# What is required
Copy each of the following entries back without change.

*** Block opens ***

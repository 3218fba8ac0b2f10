//! Ordered rule cascade for legitimate/emergency evidence.
//!
//! One rule per priority level, each returning optional evidence; evaluation
//! short-circuits on the first hit. The order is load-bearing:
//!
//! ```text
//! 1. configured user name said        → Legitimate 0.9
//! 2. any configured family name said  → Legitimate 0.85
//! 3. any custom emergency keyword     → Emergency 0.9
//! 4. EmergencyClassifier              → Emergency (scored)
//! 5. LegitimacyClassifier             → Legitimate (scored)
//! ```
//!
//! Names and keywords match by case-insensitive containment; empty entries
//! are dropped at construction so they can never match everything.

use crate::classify::{
    ClassificationEvidence, EmergencyClassifier, LegitimacyClassifier,
};
use crate::engine::ScreeningConfig;
use crate::events::Classification;

const USER_NAME_CONFIDENCE: f64 = 0.9;
const FAMILY_NAME_CONFIDENCE: f64 = 0.85;
const CUSTOM_KEYWORD_CONFIDENCE: f64 = 0.9;

const USER_NAME_REASON: &str = "said user name";
const FAMILY_NAME_REASON: &str = "said family name";
const CUSTOM_KEYWORD_REASON: &str = "emergency keywords";

/// A decisive cascade result: the classification to finalize with and why.
#[derive(Debug, Clone, PartialEq)]
pub(crate) struct CascadeHit {
    pub classification: Classification,
    pub evidence: ClassificationEvidence,
}

pub(crate) struct EvidenceCascade {
    user_name: Option<String>,
    family_names: Vec<String>,
    custom_keywords: Vec<String>,
    emergency: EmergencyClassifier,
    legitimacy: LegitimacyClassifier,
}

impl EvidenceCascade {
    pub fn from_config(config: &ScreeningConfig) -> Self {
        let non_empty_lower = |value: &str| {
            let value = value.trim().to_lowercase();
            (!value.is_empty()).then_some(value)
        };
        Self {
            user_name: non_empty_lower(&config.user_name),
            family_names: config
                .family_names
                .iter()
                .filter_map(|name| non_empty_lower(name))
                .collect(),
            custom_keywords: config
                .custom_keywords
                .iter()
                .filter_map(|keyword| non_empty_lower(keyword))
                .collect(),
            emergency: EmergencyClassifier::new(),
            legitimacy: LegitimacyClassifier::new(),
        }
    }

    /// Evaluates the rules in priority order against the full transcript.
    pub fn evaluate(&self, transcript: &str) -> Option<CascadeHit> {
        let text = transcript.to_lowercase();
        self.said_user_name(&text)
            .or_else(|| self.said_family_name(&text))
            .or_else(|| self.said_custom_keyword(&text))
            .or_else(|| self.emergency_evidence(&text))
            .or_else(|| self.legitimacy_evidence(&text))
    }

    fn said_user_name(&self, text: &str) -> Option<CascadeHit> {
        let name = self.user_name.as_deref()?;
        text.contains(name).then(|| CascadeHit {
            classification: Classification::Legitimate,
            evidence: ClassificationEvidence::new(USER_NAME_CONFIDENCE)
                .with_reason(USER_NAME_REASON)
                .with_terms(vec![name.to_string()]),
        })
    }

    fn said_family_name(&self, text: &str) -> Option<CascadeHit> {
        let matched: Vec<String> = self
            .family_names
            .iter()
            .filter(|name| text.contains(name.as_str()))
            .cloned()
            .collect();
        if matched.is_empty() {
            return None;
        }
        Some(CascadeHit {
            classification: Classification::Legitimate,
            evidence: ClassificationEvidence::new(FAMILY_NAME_CONFIDENCE)
                .with_reason(FAMILY_NAME_REASON)
                .with_terms(matched),
        })
    }

    fn said_custom_keyword(&self, text: &str) -> Option<CascadeHit> {
        let matched: Vec<String> = self
            .custom_keywords
            .iter()
            .filter(|keyword| text.contains(keyword.as_str()))
            .cloned()
            .collect();
        if matched.is_empty() {
            return None;
        }
        Some(CascadeHit {
            classification: Classification::Emergency,
            evidence: ClassificationEvidence::new(CUSTOM_KEYWORD_CONFIDENCE)
                .with_reason(CUSTOM_KEYWORD_REASON)
                .with_terms(matched),
        })
    }

    fn emergency_evidence(&self, text: &str) -> Option<CascadeHit> {
        self.emergency.classify(text).map(|evidence| CascadeHit {
            classification: Classification::Emergency,
            evidence,
        })
    }

    fn legitimacy_evidence(&self, text: &str) -> Option<CascadeHit> {
        self.legitimacy.classify(text).map(|evidence| CascadeHit {
            classification: Classification::Legitimate,
            evidence,
        })
    }
}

*** Block closes ***

# Solution for this problem
repository 3218fba8ac0b2f10
//! Ordered rule cascade for legitimate/emergency evidence.
//!
//! One rule per priority level, each returning optional evidence; evaluation
//! short-circuits on the first hit. The order is load-bearing:
//!
//! ```text
//! 1. configured user name said        → Legitimate 0.9
//! 2. any configured family name said  → Legitimate 0.85
//! 3. any custom emergency keyword     → Emergency 0.9
//! 4. EmergencyClassifier              → Emergency (scored)
//! 5. LegitimacyClassifier             → Legitimate (scored)
//! ```
//!
//! Names and keywords match by case-insensitive containment; empty entries
//! are dropped at construction so they can never match everything.

use crate::classify::{
    ClassificationEvidence, EmergencyClassifier, LegitimacyClassifier,
};
use crate::engine::ScreeningConfig;
use crate::events::Classification;

const USER_NAME_CONFIDENCE: f64 = 0.9;
const FAMILY_NAME_CONFIDENCE: f64 = 0.85;
const CUSTOM_KEYWORD_CONFIDENCE: f64 = 0.9;

const USER_NAME_REASON: &str = "said user name";
const FAMILY_NAME_REASON: &str = "said family name";
const CUSTOM_KEYWORD_REASON: &str = "emergency keywords";

/// A decisive cascade result: the classification to finalize with and why.
#[derive(Debug, Clone, PartialEq)]
pub(crate) struct CascadeHit {
    pub classification: Classification,
    pub evidence: ClassificationEvidence,
}

pub(crate) struct EvidenceCascade {
    user_name: Option<String>,
    family_names: Vec<String>,
    custom_keywords: Vec<String>,
    emergency: EmergencyClassifier,
    legitimacy: LegitimacyClassifier,
}

impl EvidenceCascade {
    pub fn from_config(config: &ScreeningConfig) -> Self {
        let non_empty_lower = |value: &str| {
            let value = value.trim().to_lowercase();
            (!value.is_empty()).then_some(value)
        };
        Self {
            user_name: non_empty_lower(&config.user_name),
            family_names: config
                .family_names
                .iter()
                .filter_map(|name| non_empty_lower(name))
                .collect(),
            custom_keywords: config
                .custom_keywords
                .iter()
                .filter_map(|keyword| non_empty_lower(keyword))
                .collect(),
            emergency: EmergencyClassifier::new(),
            legitimacy: LegitimacyClassifier::new(),
        }
    }

    /// Evaluates the rules in priority order against the full transcript.
    pub fn evaluate(&self, transcript: &str) -> Option<CascadeHit> {
        let text = transcript.to_lowercase();
        self.said_user_name(&text)
            .or_else(|| self.said_family_name(&text))
            .or_else(|| self.said_custom_keyword(&text))
            .or_else(|| self.emergency_evidence(&text))
            .or_else(|| self.legitimacy_evidence(&text))
    }

    fn said_user_name(&self, text: &str) -> Option<CascadeHit> {
        let name = self.user_name.as_deref()?;
        text.contains(name).then(|| CascadeHit {
            classification: Classification::Legitimate,
            evidence: ClassificationEvidence::new(USER_NAME_CONFIDENCE)
                .with_reason(USER_NAME_REASON)
                .with_terms(vec![name.to_string()]),
        })
    }

    fn said_family_name(&self, text: &str) -> Option<CascadeHit> {
        let matched: Vec<String> = self
            .family_names
            .iter()
            .filter(|name| text.contains(name.as_str()))
            .cloned()
            .collect();
        if matched.is_empty() {
            return None;
        }
        Some(CascadeHit {
            classification: Classification::Legitimate,
            evidence: ClassificationEvidence::new(FAMILY_NAME_CONFIDENCE)
                .with_reason(FAMILY_NAME_REASON)
                .with_terms(matched),
        })
    }

    fn said_custom_keyword(&self, text: &str) -> Option<CascadeHit> {
        let matched: Vec<String> = self
            .custom_keywords
            .iter()
            .filter(|keyword| text.contains(keyword.as_str()))
            .cloned()
            .collect();
        if matched.is_empty() {
            return None;
        }
        Some(CascadeHit {
            classification: Classification::Emergency,
            evidence: ClassificationEvidence::new(CUSTOM_KEYWORD_CONFIDENCE)
                .with_reason(CUSTOM_KEYWORD_REASON)
                .with_terms(matched),
        })
    }

    fn emergency_evidence(&self, text: &str) -> Option<CascadeHit> {
        self.emergency.classify(text).map(|evidence| CascadeHit {
            classification: Classification::Emergency,
            evidence,
        })
    }

    fn legitimacy_evidence(&self, text: &str) -> Option<CascadeHit> {
        self.legitimacy.classify(text).map(|evidence| CascadeHit {
            classification: Classification::Legitimate,
            evidence,
        })
    }
}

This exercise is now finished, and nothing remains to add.